▸ **Directions**: Of the lines below, write out exactly those from the line with "let wallet: LocalWallet = self" through the line with "pub fn validate_private_key(key: &str)", both included, and skip the rest.

*** Block opens ***

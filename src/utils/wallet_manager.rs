use std::fmt;
use std::fs;
use std::path::Path;

use anyhow::{Context, Result};
use ethers::signers::{LocalWallet, Signer};
use tracing::{error, info};
use zeroize::{Zeroize, ZeroizeOnDrop};

use crate::error::TaskError;

/// Raw private key material for one wallet. Zeroized on drop, redacted in
/// `Debug` output.
#[derive(Clone, Zeroize, ZeroizeOnDrop)]
pub struct WalletKey {
    key: String,
}

impl WalletKey {
    pub fn new(key: impl Into<String>) -> Self {
        Self { key: key.into() }
    }

    /// True iff the key (after stripping an optional `0x` prefix) is exactly
    /// 64 hex characters.
    pub fn is_valid_format(&self) -> bool {
        validate_private_key(&self.key)
    }

    pub fn signer(&self, chain_id: u64) -> Result<LocalWallet, TaskError> {
        let wallet: LocalWallet = self
            .key
            .parse()
            .map_err(|_| TaskError::InvalidKeyFormat)?;
        Ok(wallet.with_chain_id(chain_id))
    }
}

impl fmt::Debug for WalletKey {
    fn fmt(&self, f: &mut fmt::Formatter<'_>) -> fmt::Result {
        f.debug_struct("WalletKey")
            .field("key", &"***REDACTED***")
            .finish()
    }
}

pub fn validate_private_key(key: &str) -> bool {
    let hex_part = key.strip_prefix("0x").unwrap_or(key);
    hex_part.len() == 64 && hex_part.chars().all(|c| c.is_ascii_hexdigit())
}

pub struct WalletManager;

impl WalletManager {
    /// Loads private keys from a plain text file, one key per line. Blank
    /// lines and `#` comments are ignored. A missing file is reported and
    /// yields an empty set rather than an error.
    pub fn load_keys(path: &str) -> Result<Vec<WalletKey>> {
        let file = Path::new(path);
        if !file.exists() {
            error!("{} not found. No wallets loaded.", path);
            return Ok(Vec::new());
        }

        let content =
            fs::read_to_string(file).with_context(|| format!("failed to read {}", path))?;

        let keys: Vec<WalletKey> = content
            .lines()
            .map(str::trim)
            .filter(|line| !line.is_empty() && !line.starts_with('#'))
            .map(WalletKey::new)
            .collect();

        info!("Loaded {} wallets from {}", keys.len(), path);
        Ok(keys)
    }
}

*** Block closes ***

▸ **Solution for this exercise**:
        let wallet: LocalWallet = self
            .key
            .parse()
            .map_err(|_| TaskError::InvalidKeyFormat)?;
        Ok(wallet.with_chain_id(chain_id))
    }
}

impl fmt::Debug for WalletKey {
    fn fmt(&self, f: &mut fmt::Formatter<'_>) -> fmt::Result {
        f.debug_struct("WalletKey")
            .field("key", &"***REDACTED***")
            .finish()
    }
}

pub fn validate_private_key(key: &str) -> bool {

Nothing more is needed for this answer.